• GOAL OF THE EXERCISE: An identical copy of all the records is what the answer must contain.

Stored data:

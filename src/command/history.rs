use tracing::trace;

use crate::document::Scene;

use super::Command;

/// Linear undo/redo stack with a position pointer.
///
/// Commands before the position are applied; commands after it form the
/// redo tail, which the next [`CommandHistory::push`] discards.
#[derive(Debug, Default)]
pub struct CommandHistory {
    commands: Vec<Command>,
    position: usize,
}

impl CommandHistory {
    #[must_use]
    pub fn new() -> Self {
        Self::default()
    }

    /// Executes `command` against `scene` and records it.
    pub fn push(&mut self, mut command: Command, scene: &mut Scene) -> &Command {
        command.execute(scene);
        self.truncate_redo_tail();
        trace!(command = %command.name(), "command pushed");
        self.commands.push(command);
        self.position = self.commands.len();
        &self.commands[self.position - 1]
    }

    /// Records a command that has already been executed.
    pub fn push_applied(&mut self, command: Command) -> &Command {
        self.truncate_redo_tail();
        trace!(command = %command.name(), "applied command recorded");
        self.commands.push(command);
        self.position = self.commands.len();
        &self.commands[self.position - 1]
    }

    fn truncate_redo_tail(&mut self) {
        let dropped = self.commands.len() - self.position;
        if dropped > 0 {
            self.commands.truncate(self.position);
            trace!(dropped, "redo tail discarded");
        }
    }

    /// Reverts the last applied command. Returns `false` if there is none.
    pub fn undo(&mut self, scene: &mut Scene) -> bool {
        if !self.can_undo() {
            return false;
        }
        self.position -= 1;
        let command = &mut self.commands[self.position];
        command.unexecute(scene);
        trace!(command = %command.name(), "command undone");
        true
    }

    /// Re-applies the next command. Returns `false` if there is none.
    pub fn redo(&mut self, scene: &mut Scene) -> bool {
        if !self.can_redo() {
            return false;
        }
        let command = &mut self.commands[self.position];
        command.execute(scene);
        trace!(command = %command.name(), "command redone");
        self.position += 1;
        true
    }

    #[must_use]
    pub fn can_undo(&self) -> bool {
        self.position > 0
    }

    #[must_use]
    pub fn can_redo(&self) -> bool {
        self.position < self.commands.len()
    }

    /// Drops every command.
    pub fn clear(&mut self) {
        self.commands.clear();
        self.position = 0;
    }

    #[must_use]
    pub fn len(&self) -> usize {
        self.commands.len()
    }

    #[must_use]
    pub fn is_empty(&self) -> bool {
        self.commands.is_empty()
    }

    /// Number of applied commands.
    #[must_use]
    pub fn position(&self) -> usize {
        self.position
    }

    /// Names of all recorded commands, oldest first.
    #[must_use]
    pub fn names(&self) -> Vec<String> {
        self.commands.iter().map(Command::name).collect()
    }

    /// The command `undo` would revert.
    #[must_use]
    pub fn last_applied(&self) -> Option<&Command> {
        self.position.checked_sub(1).and_then(|i| self.commands.get(i))
    }
}

#[cfg(test)]
#[allow(clippy::unwrap_used)]
mod tests {
    use super::*;
    use crate::command::fixtures::strip_scene;
    use crate::command::{SelectItems, SelectionTarget};
    use crate::mesh::{MeshItemKind, MeshMode};

    fn select(scene: &Scene, indices: Vec<usize>, add: bool) -> Command {
        let object = scene.active_object.unwrap();
        let t = SelectionTarget::mesh(object, MeshMode::Volume, MeshItemKind::Node, indices);
        Command::Select(SelectItems::new(scene, t, add).unwrap())
    }

    fn selected(scene: &Scene) -> Vec<usize> {
        let object = scene.active_object.unwrap();
        scene
            .mesh(object, MeshMode::Volume)
            .unwrap()
            .selected_indices(MeshItemKind::Node)
    }

    #[test]
    fn undo_redo_walks_the_stack() {
        let mut scene = strip_scene();
        let mut h = CommandHistory::new();
        assert!(!h.can_undo() && !h.can_redo());

        let c = select(&scene, vec![0], false);
        h.push(c, &mut scene);
        let c = select(&scene, vec![1], true);
        h.push(c, &mut scene);
        assert_eq!(selected(&scene), vec![0, 1]);

        assert!(h.undo(&mut scene));
        assert_eq!(selected(&scene), vec![0]);
        assert!(h.can_redo());
        assert!(h.redo(&mut scene));
        assert_eq!(selected(&scene), vec![0, 1]);
        assert!(!h.redo(&mut scene));
    }

    #[test]
    fn push_discards_redo_tail() {
        let mut scene = strip_scene();
        let mut h = CommandHistory::new();
        for i in 0..3 {
            let c = select(&scene, vec![i], true);
            h.push(c, &mut scene);
        }
        h.undo(&mut scene);
        h.undo(&mut scene);
        assert_eq!(h.len(), 3);
        let c = select(&scene, vec![5], true);
        h.push(c, &mut scene);
        assert_eq!(h.len(), 2);
        assert!(!h.can_redo());
        assert_eq!(selected(&scene), vec![0, 5]);
        assert_eq!(h.names(), vec!["Select node", "Select node"]);
    }

    #[test]
    fn undo_on_empty_is_noop() {
        let mut scene = strip_scene();
        let mut h = CommandHistory::new();
        assert!(!h.undo(&mut scene));
        assert!(h.last_applied().is_none());
        h.clear();
        assert!(h.is_empty());
    }
}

• EXERCISE OUTPUT:
filename src/command/history.rs
use tracing::trace;

use crate::document::Scene;

use super::Command;

/// Linear undo/redo stack with a position pointer.
///
/// Commands before the position are applied; commands after it form the
/// redo tail, which the next [`CommandHistory::push`] discards.
#[derive(Debug, Default)]
pub struct CommandHistory {
    commands: Vec<Command>,
    position: usize,
}

impl CommandHistory {
    #[must_use]
    pub fn new() -> Self {
        Self::default()
    }

    /// Executes `command` against `scene` and records it.
    pub fn push(&mut self, mut command: Command, scene: &mut Scene) -> &Command {
        command.execute(scene);
        self.truncate_redo_tail();
        trace!(command = %command.name(), "command pushed");
        self.commands.push(command);
        self.position = self.commands.len();
        &self.commands[self.position - 1]
    }

    /// Records a command that has already been executed.
    pub fn push_applied(&mut self, command: Command) -> &Command {
        self.truncate_redo_tail();
        trace!(command = %command.name(), "applied command recorded");
        self.commands.push(command);
        self.position = self.commands.len();
        &self.commands[self.position - 1]
    }

    fn truncate_redo_tail(&mut self) {
        let dropped = self.commands.len() - self.position;
        if dropped > 0 {
            self.commands.truncate(self.position);
            trace!(dropped, "redo tail discarded");
        }
    }

    /// Reverts the last applied command. Returns `false` if there is none.
    pub fn undo(&mut self, scene: &mut Scene) -> bool {
        if !self.can_undo() {
            return false;
        }
        self.position -= 1;
        let command = &mut self.commands[self.position];
        command.unexecute(scene);
        trace!(command = %command.name(), "command undone");
        true
    }

    /// Re-applies the next command. Returns `false` if there is none.
    pub fn redo(&mut self, scene: &mut Scene) -> bool {
        if !self.can_redo() {
            return false;
        }
        let command = &mut self.commands[self.position];
        command.execute(scene);
        trace!(command = %command.name(), "command redone");
        self.position += 1;
        true
    }

    #[must_use]
    pub fn can_undo(&self) -> bool {
        self.position > 0
    }

    #[must_use]
    pub fn can_redo(&self) -> bool {
        self.position < self.commands.len()
    }

    /// Drops every command.
    pub fn clear(&mut self) {
        self.commands.clear();
        self.position = 0;
    }

    #[must_use]
    pub fn len(&self) -> usize {
        self.commands.len()
    }

    #[must_use]
    pub fn is_empty(&self) -> bool {
        self.commands.is_empty()
    }

    /// Number of applied commands.
    #[must_use]
    pub fn position(&self) -> usize {
        self.position
    }

    /// Names of all recorded commands, oldest first.
    #[must_use]
    pub fn names(&self) -> Vec<String> {
        self.commands.iter().map(Command::name).collect()
    }

    /// The command `undo` would revert.
    #[must_use]
    pub fn last_applied(&self) -> Option<&Command> {
        self.position.checked_sub(1).and_then(|i| self.commands.get(i))
    }
}

#[cfg(test)]
#[allow(clippy::unwrap_used)]
mod tests {
    use super::*;
    use crate::command::fixtures::strip_scene;
    use crate::command::{SelectItems, SelectionTarget};
    use crate::mesh::{MeshItemKind, MeshMode};

    fn select(scene: &Scene, indices: Vec<usize>, add: bool) -> Command {
        let object = scene.active_object.unwrap();
        let t = SelectionTarget::mesh(object, MeshMode::Volume, MeshItemKind::Node, indices);
        Command::Select(SelectItems::new(scene, t, add).unwrap())
    }

    fn selected(scene: &Scene) -> Vec<usize> {
        let object = scene.active_object.unwrap();
        scene
            .mesh(object, MeshMode::Volume)
            .unwrap()
            .selected_indices(MeshItemKind::Node)
    }

    #[test]
    fn undo_redo_walks_the_stack() {
        let mut scene = strip_scene();
        let mut h = CommandHistory::new();
        assert!(!h.can_undo() && !h.can_redo());

        let c = select(&scene, vec![0], false);
        h.push(c, &mut scene);
        let c = select(&scene, vec![1], true);
        h.push(c, &mut scene);
        assert_eq!(selected(&scene), vec![0, 1]);

        assert!(h.undo(&mut scene));
        assert_eq!(selected(&scene), vec![0]);
        assert!(h.can_redo());
        assert!(h.redo(&mut scene));
        assert_eq!(selected(&scene), vec![0, 1]);
        assert!(!h.redo(&mut scene));
    }

    #[test]
    fn push_discards_redo_tail() {
        let mut scene = strip_scene();
        let mut h = CommandHistory::new();
        for i in 0..3 {
            let c = select(&scene, vec![i], true);
            h.push(c, &mut scene);
        }
        h.undo(&mut scene);
        h.undo(&mut scene);
        assert_eq!(h.len(), 3);
        let c = select(&scene, vec![5], true);
        h.push(c, &mut scene);
        assert_eq!(h.len(), 2);
        assert!(!h.can_redo());
        assert_eq!(selected(&scene), vec![0, 5]);
        assert_eq!(h.names(), vec!["Select node", "Select node"]);
    }

    #[test]
    fn undo_on_empty_is_noop() {
        let mut scene = strip_scene();
        let mut h = CommandHistory::new();
        assert!(!h.undo(&mut scene));
        assert!(h.last_applied().is_none());
        h.clear();
        assert!(h.is_empty());
    }
}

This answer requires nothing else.